Collected data entries
————

use std::collections::HashMap;
use std::io;
use std::path::Path;

use anyhow::{Context, Result};
use serde::{Deserialize, Serialize};

use super::aggregate::{mean, modes, quantile_sorted, sample_std, sorted};
use super::model::{CellValue, Column, Dataset};

// ---------------------------------------------------------------------------
// Summary – one row of descriptive statistics per column
// ---------------------------------------------------------------------------

/// `describe`-style statistics for one column.
///
/// Numeric columns fill `mean`..`max`; every other column fills
/// `unique`/`top`/`freq`. Fields that do not apply stay `None` and are
/// written as empty CSV cells.
#[derive(Debug, Clone, PartialEq, Serialize, Deserialize)]
pub struct SummaryRow {
    pub column: String,
    pub dtype: String,
    pub count: usize,
    pub unique: Option<usize>,
    pub top: Option<String>,
    pub freq: Option<usize>,
    pub mean: Option<f64>,
    pub std: Option<f64>,
    pub min: Option<f64>,
    #[serde(rename = "25%")]
    pub q25: Option<f64>,
    #[serde(rename = "50%")]
    pub q50: Option<f64>,
    #[serde(rename = "75%")]
    pub q75: Option<f64>,
    pub max: Option<f64>,
    pub mode: Option<String>,
    pub missing_values: usize,
}

#[derive(Debug, Clone, Default, PartialEq, Serialize)]
pub struct Summary {
    pub rows: Vec<SummaryRow>,
}

impl Summary {
    pub fn get(&self, column: &str) -> Option<&SummaryRow> {
        self.rows.iter().find(|r| r.column == column)
    }

    /// Write one CSV record per column, header first.
    pub fn write_csv<W: io::Write>(&self, writer: W) -> Result<(), csv::Error> {
        let mut wtr = csv::Writer::from_writer(writer);
        for row in &self.rows {
            wtr.serialize(row)?;
        }
        wtr.flush()?;
        Ok(())
    }

    /// Read back a summary produced by [`Summary::write_csv`].
    pub fn read_csv<R: io::Read>(reader: R) -> Result<Self, csv::Error> {
        let mut rdr = csv::Reader::from_reader(reader);
        let rows = rdr.deserialize().collect::<Result<Vec<SummaryRow>, _>>()?;
        Ok(Summary { rows })
    }

    pub fn save(&self, path: &Path) -> Result<()> {
        let file = std::fs::File::create(path)
            .with_context(|| format!("creating {}", path.display()))?;
        self.write_csv(file)
            .with_context(|| format!("writing summary to {}", path.display()))?;
        log::info!("Wrote analysis for {} columns to {}", self.rows.len(), path.display());
        Ok(())
    }
}

/// Describe every column of `dataset`, in column order.
pub fn describe(dataset: &Dataset) -> Summary {
    Summary {
        rows: dataset.columns().iter().map(describe_column).collect(),
    }
}

fn describe_column(column: &Column) -> SummaryRow {
    let count = column.present_values().count();
    let mut row = SummaryRow {
        column: column.name.clone(),
        dtype: column.dtype.name().to_string(),
        count,
        unique: None,
        top: None,
        freq: None,
        mean: None,
        std: None,
        min: None,
        q25: None,
        q50: None,
        q75: None,
        max: None,
        mode: modes(&column.values).first().map(ToString::to_string),
        missing_values: column.missing_count(),
    };

    if column.dtype.is_numeric() {
        let values = column.numeric_values();
        let ordered = sorted(&values);
        row.mean = mean(&values);
        row.std = sample_std(&values);
        row.min = ordered.first().copied();
        row.q25 = quantile_sorted(&ordered, 0.25);
        row.q50 = quantile_sorted(&ordered, 0.5);
        row.q75 = quantile_sorted(&ordered, 0.75);
        row.max = ordered.last().copied();
    } else {
        let (unique, top) = frequencies(column.present_values());
        row.unique = Some(unique);
        if let Some((value, n)) = top {
            row.top = Some(value.to_string());
            row.freq = Some(n);
        }
    }
    row
}

/// Distinct count plus the most frequent value; ties go to the value seen
/// first.
fn frequencies<'a>(values: impl Iterator<Item = &'a CellValue>) -> (usize, Option<(&'a CellValue, usize)>) {
    let mut counts: HashMap<&CellValue, usize> = HashMap::new();
    let mut order: Vec<&CellValue> = Vec::new();
    for v in values {
        let n = counts.entry(v).or_default();
        if *n == 0 {
            order.push(v);
        }
        *n += 1;
    }

    let mut top: Option<(&CellValue, usize)> = None;
    for v in order {
        let n = counts[v];
        if top.map_or(true, |(_, best)| n > best) {
            top = Some((v, n));
        }
    }
    (counts.len(), top)
}

/// `analysis_<stem>.csv` for an uploaded file name.
pub fn analysis_file_name(filename: &str) -> String {
    let stem = Path::new(filename)
        .file_stem()
        .and_then(|s| s.to_str())
        .unwrap_or("data");
    format!("analysis_{stem}.csv")
}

————

▸ **WORK TASK**:
Your answer must be an exact copy of all the entries.

▸ **RESPONSE AREA**:
use std::collections::HashMap;
use std::io;
use std::path::Path;

use anyhow::{Context, Result};
use serde::{Deserialize, Serialize};

use super::aggregate::{mean, modes, quantile_sorted, sample_std, sorted};
use super::model::{CellValue, Column, Dataset};

// ---------------------------------------------------------------------------
// Summary – one row of descriptive statistics per column
// ---------------------------------------------------------------------------

/// `describe`-style statistics for one column.
///
/// Numeric columns fill `mean`..`max`; every other column fills
/// `unique`/`top`/`freq`. Fields that do not apply stay `None` and are
/// written as empty CSV cells.
#[derive(Debug, Clone, PartialEq, Serialize, Deserialize)]
pub struct SummaryRow {
    pub column: String,
    pub dtype: String,
    pub count: usize,
    pub unique: Option<usize>,
    pub top: Option<String>,
    pub freq: Option<usize>,
    pub mean: Option<f64>,
    pub std: Option<f64>,
    pub min: Option<f64>,
    #[serde(rename = "25%")]
    pub q25: Option<f64>,
    #[serde(rename = "50%")]
    pub q50: Option<f64>,
    #[serde(rename = "75%")]
    pub q75: Option<f64>,
    pub max: Option<f64>,
    pub mode: Option<String>,
    pub missing_values: usize,
}

#[derive(Debug, Clone, Default, PartialEq, Serialize)]
pub struct Summary {
    pub rows: Vec<SummaryRow>,
}

impl Summary {
    pub fn get(&self, column: &str) -> Option<&SummaryRow> {
        self.rows.iter().find(|r| r.column == column)
    }

    /// Write one CSV record per column, header first.
    pub fn write_csv<W: io::Write>(&self, writer: W) -> Result<(), csv::Error> {
        let mut wtr = csv::Writer::from_writer(writer);
        for row in &self.rows {
            wtr.serialize(row)?;
        }
        wtr.flush()?;
        Ok(())
    }

    /// Read back a summary produced by [`Summary::write_csv`].
    pub fn read_csv<R: io::Read>(reader: R) -> Result<Self, csv::Error> {
        let mut rdr = csv::Reader::from_reader(reader);
        let rows = rdr.deserialize().collect::<Result<Vec<SummaryRow>, _>>()?;
        Ok(Summary { rows })
    }

    pub fn save(&self, path: &Path) -> Result<()> {
        let file = std::fs::File::create(path)
            .with_context(|| format!("creating {}", path.display()))?;
        self.write_csv(file)
            .with_context(|| format!("writing summary to {}", path.display()))?;
        log::info!("Wrote analysis for {} columns to {}", self.rows.len(), path.display());
        Ok(())
    }
}

/// Describe every column of `dataset`, in column order.
pub fn describe(dataset: &Dataset) -> Summary {
    Summary {
        rows: dataset.columns().iter().map(describe_column).collect(),
    }
}

fn describe_column(column: &Column) -> SummaryRow {
    let count = column.present_values().count();
    let mut row = SummaryRow {
        column: column.name.clone(),
        dtype: column.dtype.name().to_string(),
        count,
        unique: None,
        top: None,
        freq: None,
        mean: None,
        std: None,
        min: None,
        q25: None,
        q50: None,
        q75: None,
        max: None,
        mode: modes(&column.values).first().map(ToString::to_string),
        missing_values: column.missing_count(),
    };

    if column.dtype.is_numeric() {
        let values = column.numeric_values();
        let ordered = sorted(&values);
        row.mean = mean(&values);
        row.std = sample_std(&values);
        row.min = ordered.first().copied();
        row.q25 = quantile_sorted(&ordered, 0.25);
        row.q50 = quantile_sorted(&ordered, 0.5);
        row.q75 = quantile_sorted(&ordered, 0.75);
        row.max = ordered.last().copied();
    } else {
        let (unique, top) = frequencies(column.present_values());
        row.unique = Some(unique);
        if let Some((value, n)) = top {
            row.top = Some(value.to_string());
            row.freq = Some(n);
        }
    }
    row
}

/// Distinct count plus the most frequent value; ties go to the value seen
/// first.
fn frequencies<'a>(values: impl Iterator<Item = &'a CellValue>) -> (usize, Option<(&'a CellValue, usize)>) {
    let mut counts: HashMap<&CellValue, usize> = HashMap::new();
    let mut order: Vec<&CellValue> = Vec::new();
    for v in values {
        let n = counts.entry(v).or_default();
        if *n == 0 {
            order.push(v);
        }
        *n += 1;
    }

    let mut top: Option<(&CellValue, usize)> = None;
    for v in order {
        let n = counts[v];
        if top.map_or(true, |(_, best)| n > best) {
            top = Some((v, n));
        }
    }
    (counts.len(), top)
}

/// `analysis_<stem>.csv` for an uploaded file name.
pub fn analysis_file_name(filename: &str) -> String {
    let stem = Path::new(filename)
        .file_stem()
        .and_then(|s| s.to_str())
        .unwrap_or("data");
    format!("analysis_{stem}.csv")
}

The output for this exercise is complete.